Mittlerweile gibt es jedoch ein Hilfsargument: die psychische Belastung. Ein nicht beschnittener Junge wird sich zwischen beschnittenen Altersgenossen beispielsweise im Sportverein unwohl fühlen, argumentiert eine Urologin auf einem Essener Symposium.
Für Önder Özgeday ist so etwas der Ansporn, dafür zu sorgen, dass kein nicht beschnittener Junge allein dasteht. Seinen Eltern macht er heute keine Vorwürfe mehr, auch wenn der Konflikt zwischenzeitlich groß war. Die jungen Großeltern haben mittlerweile akzeptiert, dass der Enkelsohn nicht beschnitten werden wird. Ein kleiner Schritt zur allmählichen Abschaffnung des kleinen Schnitts, der so großes Leid hervorruft."
Die Ärztekammer Nordrhein hat einen informationsgesättigten Artikel ("Es gibt keine Frauenbeschneidung ohne Männerbeschneidung") aus dem "Rheinisches Ärzteblatt" online gestellt.
https://www.aekno.de/page.asp?pageID=14192&noredir=True
Autor ist ein gewisser "Bülent Erdogan" (ob der sich nicht wie sein sultanesker Namensvetter eigentlich mit
yumuşak ge schreiben müsste?; egal ) Es geht um ein Symposium in Essen, bei dem Ärzt_innen sich damit auseinandersetzen, dass Genitalverstümmelung bei Jungen Körperverletzung darstellt und trotzdem legal ist. Ein Professor Dr. Matthias Franz befindet: "Es scheint, als gälte die Aufklärung, die UN-Kinderrechtskonvention und das Grundgesetz nicht für kleine Jungen. Und es scheint, als hätte man angesichts des Machtanspruchs religiöser Phantasiesysteme schon wieder vergessen, dass Erwachsene an den Genitalien von Kindern nichts zu suchen haben, und dass man Kindern nicht wehtut."
Der "Ärzteblatt-Artikel" befasst sich auch mit dem in diesem Thread aufgeworfenen Thema "Selbstbefriedigungsmöglichkeiten" und lässt drei historisch wirkmächtige christliche Beschneidungsaficionados (und Ärzte) zu Wort kommen:
"Zu den entschlossensten Befürwortern und Wegbereitern der männlichen Beschneidung gehörten auch Ärzte – wie John Harvey Kellogg (1852-1943) aus den USA. Dieser sah die Beschneidung als probates Mittel dafür an, dass kleine Jungs nicht an ihrem Penis spielen und dabei die Lust am eigenen Körper entdecken: „Ein Mittel gegen Masturbation, welches bei kleinen Jungen fast immer erfolgreich ist, ist die Beschneidung. Die Operation sollte von einem Arzt ohne Betäubung durchgeführt werden, weil der kurze Schmerz einen heilsamen Effekt hat, besonders, wenn er mit Gedanken an Strafe in Verbindung gebracht wird.“ Bei Mädchen sei die Behandlung der Klitoris mit unverdünnter Karbolsäure geeignet, um eine unnatürliche Erregung zu mindern.

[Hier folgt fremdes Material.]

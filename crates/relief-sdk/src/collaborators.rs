use std::collections::HashMap;

use async_trait::async_trait;

use relief_types::Location;

/// Errors reported by external collaborators.
#[derive(Debug, Clone, PartialEq, Eq, thiserror::Error)]
pub enum CollaboratorError {
    #[error("service unavailable: {0}")]
    Unavailable(String),

    #[error("invalid response: {0}")]
    InvalidResponse(String),
}

/// Result of an identity verification attempt.
#[derive(Clone, Debug, PartialEq, Eq)]
pub struct VerificationOutcome {
    pub success: bool,
    pub message: String,
    pub name: Option<String>,
}

impl VerificationOutcome {
    pub fn verified(name: impl Into<String>) -> Self {
        Self {
            success: true,
            message: "Identity verified".into(),
            name: Some(name.into()),
        }
    }

    pub fn rejected(message: impl Into<String>) -> Self {
        Self {
            success: false,
            message: message.into(),
            name: None,
        }
    }
}

/// Resolves a postal PIN code to a delivery location.
#[async_trait]
pub trait LocationLookup: Send + Sync {
    /// `Ok(None)` means the service answered but does not know the code.
    async fn lookup(&self, pin_code: &str) -> Result<Option<Location>, CollaboratorError>;
}

/// Checks an identity credential.
#[async_trait]
pub trait IdentityVerifier: Send + Sync {
    async fn verify(&self, credential: &str) -> Result<VerificationOutcome, CollaboratorError>;
}

/// Offline stand-in for an identity service.
///
/// Accepts any 12-digit numeric credential (spaces ignored) and, when
/// `require_checksum` is set, only those whose last digit is a valid
/// Verhoeff check digit.
#[derive(Clone, Debug, Default)]
pub struct SimulatedIdentityVerifier {
    pub require_checksum: bool,
}

impl SimulatedIdentityVerifier {
    pub const VERIFIED_NAME: &'static str = "Verified User";

    pub fn new(require_checksum: bool) -> Self {
        Self { require_checksum }
    }
}

#[async_trait]
impl IdentityVerifier for SimulatedIdentityVerifier {
    async fn verify(&self, credential: &str) -> Result<VerificationOutcome, CollaboratorError> {
        let digits = normalize_credential(credential);
        if digits.len() != 12 || !digits.bytes().all(|b| b.is_ascii_digit()) {
            return Ok(VerificationOutcome::rejected(
                "credential must be exactly 12 digits",
            ));
        }
        if self.require_checksum && !verhoeff_valid(&digits) {
            return Ok(VerificationOutcome::rejected("credential checksum is invalid"));
        }
        Ok(VerificationOutcome::verified(Self::VERIFIED_NAME))
    }
}

/// Strip whitespace from a credential as typed by a user.
pub fn normalize_credential(credential: &str) -> String {
    credential.chars().filter(|c| !c.is_whitespace()).collect()
}

const VERHOEFF_D: [[u8; 10]; 10] = [
    [0, 1, 2, 3, 4, 5, 6, 7, 8, 9],
    [1, 2, 3, 4, 0, 6, 7, 8, 9, 5],
    [2, 3, 4, 0, 1, 7, 8, 9, 5, 6],
    [3, 4, 0, 1, 2, 8, 9, 5, 6, 7],
    [4, 0, 1, 2, 3, 9, 5, 6, 7, 8],
    [5, 9, 8, 7, 6, 0, 4, 3, 2, 1],
    [6, 5, 9, 8, 7, 1, 0, 4, 3, 2],
    [7, 6, 5, 9, 8, 2, 1, 0, 4, 3],
    [8, 7, 6, 5, 9, 3, 2, 1, 0, 4],
    [9, 8, 7, 6, 5, 4, 3, 2, 1, 0],
];

const VERHOEFF_P: [[u8; 10]; 8] = [
    [0, 1, 2, 3, 4, 5, 6, 7, 8, 9],
    [1, 5, 7, 6, 2, 8, 3, 0, 9, 4],
    [5, 8, 0, 3, 7, 9, 6, 1, 4, 2],
    [8, 9, 1, 6, 0, 4, 3, 5, 2, 7],
    [9, 4, 5, 3, 1, 2, 6, 8, 7, 0],
    [4, 2, 8, 6, 5, 7, 3, 9, 0, 1],
    [2, 7, 9, 3, 8, 0, 6, 4, 1, 5],
    [7, 0, 4, 6, 9, 1, 3, 2, 5, 8],
];

const VERHOEFF_INV: [u8; 10] = [0, 4, 3, 2, 1, 5, 6, 7, 8, 9];

/// Returns `true` if `digits` ends in a valid Verhoeff check digit.
pub fn verhoeff_valid(digits: &str) -> bool {
    if digits.is_empty() || !digits.bytes().all(|b| b.is_ascii_digit()) {
        return false;
    }
    let c = digits
        .bytes()
        .rev()
        .enumerate()
        .fold(0u8, |c, (i, b)| {
            VERHOEFF_D[c as usize][VERHOEFF_P[i % 8][(b - b'0') as usize] as usize]
        });
    c == 0
}

/// Check digit to append to `digits`. `None` if `digits` is not numeric.
pub fn verhoeff_check_digit(digits: &str) -> Option<char> {
    if !digits.bytes().all(|b| b.is_ascii_digit()) {
        return None;
    }
    let c = digits
        .bytes()
        .rev()
        .enumerate()
        .fold(0u8, |c, (i, b)| {
            VERHOEFF_D[c as usize][VERHOEFF_P[(i + 1) % 8][(b - b'0') as usize] as usize]
        });
    Some(char::from(b'0' + VERHOEFF_INV[c as usize]))
}

/// In-memory PIN code table.
#[derive(Clone, Debug, Default)]
pub struct StaticLocationLookup {
    entries: HashMap<String, Location>,
}

impl StaticLocationLookup {
    pub fn new() -> Self {
        Self::default()
    }

    pub fn insert(&mut self, location: Location) {
        self.entries.insert(location.pin_code.clone(), location);
    }

    pub fn with(mut self, location: Location) -> Self {
        self.insert(location);
        self
    }

    pub fn len(&self) -> usize {
        self.entries.len()
    }

    pub fn is_empty(&self) -> bool {
        self.entries.is_empty()
    }
}

#[async_trait]
impl LocationLookup for StaticLocationLookup {
    async fn lookup(&self, pin_code: &str) -> Result<Option<Location>, CollaboratorError> {
        Ok(self.entries.get(pin_code.trim()).cloned())
    }
}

Sein Kollege Athol A. W. Johnson propagierte 1860 in The Lancet: „In Fällen von Masturbation müssen wir, wie ich glaube, die Angewohnheit brechen, indem wir die betreffenden Körperteile in einen solchen Zustand bringen, dass es zu viel Mühe macht, mit der Praktik fortzufahren. Zu diesem Zweck, falls die Vorhaut lang ist, können wir den Patienten beschneiden. Auch sollte die Operation nicht unter Chloroform vorgenommen werden, so dass der erlittene Schmerz mit der Angewohnheit, die wir auszurotten wünschen, in Verbindung gebracht werden kann.“ In seltenen Fällen, in denen auch eine Fehlbildung des Organs feststehe, so Johnson, könne bei Mädchen auch die Teil-Amputation der Klitoris angezeigt sein. Mediziner vergleichen die Zirkumzision bei Jungen mitunter mit der Entfernung der Klitorisvorhaut bei Mädchen (sogenannter Typ 1).
Der Schweizer Arzt Simon Auguste Tissot (1728 – 1797) empfahl die Beschneidung gegen die Krankheit „Onania“. So wollte er verhindern, dass auch nur eine „halbe Unze“ des wertvollen männlichen Samens verschwendet und der Mann in seinen Kräften geschwächt würde, was wiederum Krankheiten Vorschub leisten könne."